Твоим вопросам везло, потому что рассказывал я, а мои оставались без ответа.
За секунду можно увидеть сон на целое сказание. Но снами, где мы встречались, я не мог развеять сомнения, узнать о том, что беспокоило меня.
— Успеется, рассказывай! — говорил ты, и я рассказывал и рассказывал.
Когда встречал твоих знакомых, я неизменно спрашивал о тебе. Одни говорили, что ты далеко, другие — что близко, и я думал, что еще есть время, что обязательно встречу тебя, мы поговорим.
Но я забыл о том, что слышал, как поют ашуги длинными вечерами в кругу сельчан: «Мир этот — поле, а смерть — косарь. И люди колосья…»

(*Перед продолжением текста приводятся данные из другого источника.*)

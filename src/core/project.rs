use crate::core::client::GitlabClient;
use crate::domain::model::{ProjectResponse, ReleaseContext};
use crate::utils::error::{ReleaseError, Result};
use crate::utils::urls::{project_path_from_repository, push_encoded_segments, url_join};
use reqwest::Method;

/// GitLab Developer 角色，建立 release 的最低權限
pub const MIN_PUSH_ACCESS_LEVEL: u32 = 30;

/// 決定 GitLab 專案路徑；GitLab CI 中直接使用 `CI_PROJECT_PATH`
pub fn project_path(context: &ReleaseContext, gitlab_url: &str) -> String {
    if context.is_gitlab_ci() {
        if let Some(path) = context.env_var("CI_PROJECT_PATH") {
            return path.to_string();
        }
    }
    project_path_from_repository(&context.repository_url, gitlab_url)
}

pub fn project_api_url(gitlab_api_url: &str, project_path: &str) -> Result<String> {
    Ok(push_encoded_segments(gitlab_api_url, &["projects", project_path])?.to_string())
}

pub fn release_url(gitlab_url: &str, project_path: &str, git_tag: &str) -> Result<String> {
    let releases = url_join(&[gitlab_url, project_path, "-/releases"]);
    Ok(push_encoded_segments(&releases, &[git_tag])?.to_string())
}

/// 檢查 token 能否存取專案，並具備推送權限
pub async fn verify_project_access(
    client: &GitlabClient,
    project_api_url: &str,
    project_path: &str,
    gitlab_url: &str,
) -> Result<()> {
    tracing::debug!("Checking access to project {} via {}", project_path, project_api_url);

    let project: ProjectResponse = match client.send_json(Method::GET, project_api_url, |r| r).await
    {
        Ok(project) => project,
        Err(ReleaseError::ApiError { status: 401, .. }) => {
            return Err(ReleaseError::InvalidTokenError)
        }
        Err(ReleaseError::ApiError { status: 404, .. }) => {
            return Err(ReleaseError::MissingProjectError {
                project_path: project_path.to_string(),
                gitlab_url: gitlab_url.to_string(),
            })
        }
        Err(e) => return Err(e),
    };

    let access_level = [
        project.permissions.project_access.as_ref(),
        project.permissions.group_access.as_ref(),
    ]
    .into_iter()
    .flatten()
    .map(|access| access.access_level)
    .max()
    .unwrap_or(0);

    if access_level < MIN_PUSH_ACCESS_LEVEL {
        return Err(ReleaseError::NoPushPermissionError {
            project_path: project_path.to_string(),
        });
    }

    tracing::debug!("Project access level {} for {}", access_level, project_path);
    Ok(())
}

Ты стоял в том краю поля, что ближе к косарю.
Я больше никогда не увижу тебя.
Кому задать вопросы? Ключи от дверей ты унес.
Говорили, что весельчак, ты. Все, что ни заработаешь, — делишь с друзьями, со знакомыми, а то и просто с первыми встречными. Веселился, чтоб доставить радость другим.
Но почему в моей памяти ты остался грустным? Что-то не устраивало тебя. Но что?..
Почему я не могу представить тебя весельчаком?
Помню лишь редкие мгновения, когда лицо твое прояснялось.
Говорили, что гуляка ты. В каждом порту — возлюбленная, в каждом краю — наследники. Мол, из тех ты, что сами гасят свой очаг. «Видит: угли горят, а он топчет их…» Ни дома, ни постоянства, ни привязанности. Где заночевал — там и дом твой, где согрелся — там и очаг твой.
Имя одного из сыновей — Гамлет, имя другого — Отелло.
И дочери: Эсмеральда, Джульетта, Кармен… Знаменитые герои знаменитых мастеров. Не ведающие друг о друге, ни разу не встречавшиеся братья и сестры разных матерей.
Что же гнало тебя из города в город, из края в край?
Отчего же, сломав хребты стольким дорогам, как у нас говорят, ты не достиг своего дома?
Ты всю жизнь чего-то искал.
Но чего?
Что тебе было не по душе? Сердило и ожесточало?
Ты был вспыльчивым. Застряли в ушах моих слова, сказанные тебе моим отцом: «Молчи! Накличешь беду! И следов не останется!»
Почему я не запомнил твоих слов? Только взгляд — хмурый и холодный.
— Где его могила? — спросил я.
Один ответил: «В таком-то городе».
Другой сказал: «В такой-то деревне».
Слепые двери.
1969
Перевод М. Гусейновой.
ОСТРОВА
Памяти моей матери
Махфират Мелик-Мамед-кызы
Первый крик… Это известно всем: крик новорожденного. И мой, и твой.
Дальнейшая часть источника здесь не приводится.